Karl-Rudolf Korte, Directeur de la NRW School of Governance et professeur à l’Institut des sciences politiques de l’Université de Duisbourg-Essen

Le scrutin européen qui vient d’avoir lieu a confirmé le schéma classique du vote en Allemagne en faveur d’une politique centriste et modérée. Les partis au pouvoir sont systématiquement sanctionnés lors des élections européennes, tandis que les petits et tout petits partis triomphent car il n’y a pas de seuil électoral pour obtenir un siège. La contestation et la provocation peuvent s’exprimer librement à titre expérimental puisqu’il ne s’agit pas d’élire le gouvernement fédéral, mais le Parlement européen. « Plus à droite et moins vert » ont titré les médias pour commenter les résultats, qui ont fait du parti de la droite radicale Alternative pour l’Allemagne (AfD) l’un des vainqueurs de ces élections, avec 15,9 % des suffrages.

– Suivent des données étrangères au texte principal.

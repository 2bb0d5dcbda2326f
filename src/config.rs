//! Service configuration
//!
//! Everything the service needs to know about its environment lives in
//! [`AppConfig`], built once at startup and handed to the upstream client,
//! the store and the server.

use std::env;
use std::net::SocketAddr;
use std::path::PathBuf;
use std::time::Duration;

use thiserror::Error;

/// Default chat-completion endpoint
pub const DEFAULT_UPSTREAM_URL: &str = "https://openrouter.ai/api/v1/chat/completions";

/// Default model identifier sent with every completion request
pub const DEFAULT_MODEL: &str = "deepseek/deepseek-chat-v3.1:free";

/// System instruction prepended to every question
pub const SYSTEM_PROMPT: &str = "You are a helpful assistant who provides concise answers.";

/// Default value of the `HTTP-Referer` header
pub const DEFAULT_SITE_URL: &str = "http://localhost:8000";

/// Default value of the `X-Title` header
pub const DEFAULT_APP_NAME: &str = "FAQ Bot";

pub const DEFAULT_DB_PATH: &str = "faq.db";
pub const DEFAULT_BIND_ADDR: &str = "127.0.0.1:8000";

/// Upstream request timeout
pub const UPSTREAM_TIMEOUT: Duration = Duration::from_secs(30);

/// Errors raised while reading configuration
#[derive(Debug, Error)]
pub enum ConfigError {
    #[error("Invalid bind address '{value}': {source}")]
    InvalidBindAddr {
        value: String,
        source: std::net::AddrParseError,
    },
}

/// Settings for the upstream chat-completion API
#[derive(Debug, Clone)]
pub struct UpstreamConfig {
    /// API credential; `None` is tolerated at startup but fails every request
    pub api_key: Option<String>,
    /// Chat-completion endpoint URL
    pub url: String,
    /// Model identifier
    pub model: String,
    /// Sent as `HTTP-Referer`
    pub site_url: String,
    /// Sent as `X-Title`
    pub app_name: String,
    /// Total request timeout
    pub timeout: Duration,
}

impl Default for UpstreamConfig {
    fn default() -> Self {
        Self {
            api_key: None,
            url: DEFAULT_UPSTREAM_URL.to_string(),
            model: DEFAULT_MODEL.to_string(),
            site_url: DEFAULT_SITE_URL.to_string(),
            app_name: DEFAULT_APP_NAME.to_string(),
            timeout: UPSTREAM_TIMEOUT,
        }
    }
}

impl UpstreamConfig {
    /// Set the API credential
    pub fn with_api_key(mut self, api_key: impl Into<String>) -> Self {
        self.api_key = Some(api_key.into());
        self
    }

    /// Point the client at a different endpoint
    pub fn with_url(mut self, url: impl Into<String>) -> Self {
        self.url = url.into();
        self
    }

    /// Override the request timeout
    pub fn with_timeout(mut self, timeout: Duration) -> Self {
        self.timeout = timeout;
        self
    }

    /// The credential, if one is configured and non-empty
    pub fn api_key(&self) -> Option<&str> {
        self.api_key.as_deref().filter(|key| !key.trim().is_empty())
    }
}

/// Top-level service configuration
#[derive(Debug, Clone)]
pub struct AppConfig {
    pub upstream: UpstreamConfig,
    /// SQLite database file
    pub db_path: PathBuf,
    /// Address the HTTP server listens on
    pub bind_addr: SocketAddr,
}

impl Default for AppConfig {
    fn default() -> Self {
        Self {
            upstream: UpstreamConfig::default(),
            db_path: PathBuf::from(DEFAULT_DB_PATH),
            bind_addr: SocketAddr::from(([127, 0, 0, 1], 8000)),
        }
    }
}

impl AppConfig {
    /// Build the configuration from process environment variables
    ///
    /// Call `dotenvy::dotenv()` first if a `.env` file should be honoured.
    pub fn from_env() -> Result<Self, ConfigError> {
        Self::from_lookup(|key| env::var(key).ok())
    }

    /// Build the configuration from an arbitrary variable lookup
    pub fn from_lookup<F>(lookup: F) -> Result<Self, ConfigError>
    where
        F: Fn(&str) -> Option<String>,
    {
        let var = |key: &str, default: &str| lookup(key).unwrap_or_else(|| default.to_string());

        let upstream = UpstreamConfig {
            api_key: lookup("OPENROUTER_API_KEY"),
            url: var("OPENROUTER_URL", DEFAULT_UPSTREAM_URL),
            model: var("OPENROUTER_MODEL", DEFAULT_MODEL),
            site_url: var("FAQ_SITE_URL", DEFAULT_SITE_URL),
            app_name: var("FAQ_APP_NAME", DEFAULT_APP_NAME),
            timeout: UPSTREAM_TIMEOUT,
        };

        let bind = var("FAQ_BIND_ADDR", DEFAULT_BIND_ADDR);
        let bind_addr = bind
            .parse::<SocketAddr>()
            .map_err(|source| ConfigError::InvalidBindAddr {
                value: bind.clone(),
                source,
            })?;

        Ok(Self {
            upstream,
            db_path: PathBuf::from(var("FAQ_DB_PATH", DEFAULT_DB_PATH)),
            bind_addr,
        })
    }
}
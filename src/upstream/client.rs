//! OpenRouter client implementation

use async_trait::async_trait;
use reqwest::{Client, StatusCode};
use tracing::{debug, warn};

use crate::config::{UpstreamConfig, SYSTEM_PROMPT};

use super::error::UpstreamError;
use super::provider::ChatCompletion;
use super::types::{ChatCompletionRequest, ChatCompletionResponse, ChatMessage, ErrorEnvelope};

/// Substituted when the upstream returns an empty completion
pub const EMPTY_ANSWER_FALLBACK: &str = "Sorry, I received an empty answer from the API.";

/// Detail reported when no credential is configured
pub const MISSING_KEY_MESSAGE: &str = "OPENROUTER_API_KEY not configured.";

/// Client for the OpenRouter chat-completion endpoint
pub struct OpenRouterClient {
    /// HTTP client for making requests
    http_client: Client,
    config: UpstreamConfig,
}

impl OpenRouterClient {
    /// Create a new client
    ///
    /// A missing credential is not an error here; it is reported on every
    /// call to [`ChatCompletion::ask`].
    ///
    /// # Errors
    ///
    /// Returns an error if the underlying HTTP client cannot be built.
    pub fn new(config: UpstreamConfig) -> Result<Self, UpstreamError> {
        let http_client = Client::builder()
            .timeout(config.timeout)
            .build()
            .map_err(|e| UpstreamError::Gateway(format!("Failed to create HTTP client: {}", e)))?;

        Ok(Self {
            http_client,
            config,
        })
    }

    /// Build the request body for a question
    fn build_request(&self, question: &str) -> ChatCompletionRequest {
        ChatCompletionRequest {
            model: self.config.model.clone(),
            messages: vec![ChatMessage::system(SYSTEM_PROMPT), ChatMessage::user(question)],
        }
    }
}

#[async_trait]
impl ChatCompletion for OpenRouterClient {
    async fn ask(&self, question: &str) -> Result<String, UpstreamError> {
        let api_key = self
            .config
            .api_key()
            .ok_or_else(|| UpstreamError::Configuration(MISSING_KEY_MESSAGE.to_string()))?;

        let request = self.build_request(question);
        debug!(model = %request.model, url = %self.config.url, "Sending chat completion");

        let response = self
            .http_client
            .post(&self.config.url)
            .header("Authorization", format!("Bearer {}", api_key))
            .header("Content-Type", "application/json")
            .header("HTTP-Referer", &self.config.site_url)
            .header("X-Title", &self.config.app_name)
            .json(&request)
            .send()
            .await?;

        let status = response.status();
        let body = response.text().await?;

        interpret_response(status, &body)
    }
}

/// Turn an upstream status and body into an answer or a typed error
pub fn interpret_response(status: StatusCode, body: &str) -> Result<String, UpstreamError> {
    if !status.is_success() {
        let message = ErrorEnvelope::message_from(body).unwrap_or_else(|| body.to_string());
        warn!(status = status.as_u16(), %message, "Upstream rejected request");
        return Err(UpstreamError::UpstreamRejected {
            status: status.as_u16(),
            message,
        });
    }

    let parsed: ChatCompletionResponse = serde_json::from_str(body)
        .map_err(|e| UpstreamError::Gateway(format!("Invalid response body: {}", e)))?;

    Ok(parsed
        .first_content()
        .unwrap_or(EMPTY_ANSWER_FALLBACK)
        .to_string())
}
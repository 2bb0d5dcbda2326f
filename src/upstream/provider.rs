//! Provider trait for chat-completion backends

use async_trait::async_trait;

use super::error::UpstreamError;

/// Anything that can turn a question into an answer
///
/// The production implementation is [`OpenRouterClient`](super::OpenRouterClient);
/// tests substitute a simulated upstream.
#[async_trait]
pub trait ChatCompletion: Send + Sync {
    /// Ask a single question and return the answer text
    ///
    /// Implementations never return an empty answer: an empty completion is
    /// replaced with [`EMPTY_ANSWER_FALLBACK`](super::EMPTY_ANSWER_FALLBACK).
    async fn ask(&self, question: &str) -> Result<String, UpstreamError>;
}
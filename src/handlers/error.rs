//! HTTP error envelope and rejection recovery

use std::convert::Infallible;

use thiserror::Error;
use tracing::debug;
use warp::http::StatusCode;
use warp::Reply;

use crate::models::ErrorResponse;
use crate::store::StoreError;
use crate::upstream::UpstreamError;

/// An error returned to the HTTP caller as `{"detail": ...}`
#[derive(Debug, Clone, Error, PartialEq)]
#[error("{status}: {detail}")]
pub struct ApiError {
    pub status: StatusCode,
    pub detail: String,
}

impl ApiError {
    pub fn new(status: StatusCode, detail: impl Into<String>) -> Self {
        Self {
            status,
            detail: detail.into(),
        }
    }

    /// Invalid input from the caller
    pub fn unprocessable(detail: impl Into<String>) -> Self {
        Self::new(StatusCode::UNPROCESSABLE_ENTITY, detail)
    }

    /// Analytics could not be computed
    pub fn analytics(err: StoreError) -> Self {
        Self::new(
            StatusCode::INTERNAL_SERVER_ERROR,
            format!("Error processing analytics: {}", err),
        )
    }
}

impl From<UpstreamError> for ApiError {
    fn from(err: UpstreamError) -> Self {
        match err {
            UpstreamError::Configuration(message) => {
                ApiError::new(StatusCode::INTERNAL_SERVER_ERROR, message)
            }
            UpstreamError::Gateway(cause) => ApiError::new(
                StatusCode::BAD_GATEWAY,
                format!("Failed to connect to API: {}", cause),
            ),
            UpstreamError::UpstreamRejected { status, message } => ApiError::new(
                StatusCode::from_u16(status).unwrap_or(StatusCode::BAD_GATEWAY),
                format!("API Error: {}", message),
            ),
        }
    }
}

impl Reply for ApiError {
    fn into_response(self) -> warp::reply::Response {
        let body = ErrorResponse {
            detail: self.detail,
        };
        warp::reply::with_status(warp::reply::json(&body), self.status).into_response()
    }
}

/// Turn warp rejections into the same `{"detail": ...}` envelope
pub async fn handle_rejection(err: warp::Rejection) -> Result<impl Reply, Infallible> {
    let api_error = if err.is_not_found() {
        ApiError::new(StatusCode::NOT_FOUND, "Not Found")
    } else if let Some(e) = err.find::<warp::filters::body::BodyDeserializeError>() {
        ApiError::unprocessable(format!("Invalid request body: {}", e))
    } else if err.find::<warp::reject::PayloadTooLarge>().is_some() {
        ApiError::new(StatusCode::PAYLOAD_TOO_LARGE, "Payload Too Large")
    } else if err.find::<warp::reject::LengthRequired>().is_some() {
        ApiError::new(StatusCode::LENGTH_REQUIRED, "Length Required")
    } else if err.find::<warp::reject::UnsupportedMediaType>().is_some() {
        ApiError::new(StatusCode::UNSUPPORTED_MEDIA_TYPE, "Unsupported Media Type")
    } else if err.find::<warp::reject::MethodNotAllowed>().is_some() {
        ApiError::new(StatusCode::METHOD_NOT_ALLOWED, "Method Not Allowed")
    } else {
        ApiError::new(StatusCode::INTERNAL_SERVER_ERROR, "Internal Server Error")
    };

    debug!(status = %api_error.status, detail = %api_error.detail, "Request rejected");
    Ok(api_error)
}
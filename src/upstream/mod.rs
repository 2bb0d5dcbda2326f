//! Upstream chat-completion client
//!
//! Sends a single question to the OpenRouter chat-completion API and maps the
//! outcome onto [`UpstreamError`].

pub mod client;
pub mod error;
pub mod provider;
pub mod types;

// Re-export commonly used types
pub use client::{OpenRouterClient, EMPTY_ANSWER_FALLBACK, MISSING_KEY_MESSAGE};
pub use error::UpstreamError;
pub use provider::ChatCompletion;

Les rapports de force entre les partis ont évolué de manière bien visible en ce sens qu’ils font de nouveau durement ressortir la partition du pays : dans tous les Länder de l’Est, l’AfD est arrivée en tête, alors que, dans la partie occidentale, ce sont l’Union chrétienne-démocrate et son alliée l’Union chrétienne-sociale (CDU/CSU) qui ont presque partout obtenu le plus de suffrages. Sur le papier, le pays a glissé à droite, mais sans donner une victoire écrasante à l’AfD, qui semble avoir dépassé le zénith de sa popularité, bien que s’affirmant comme le nouveau parti populaire, fort de nouveaux électeurs issus de toutes les couches et catégories sociales. Reste que près de 84 % des Allemands n’ont pas voté pour l’AfD : le centrisme tient bon.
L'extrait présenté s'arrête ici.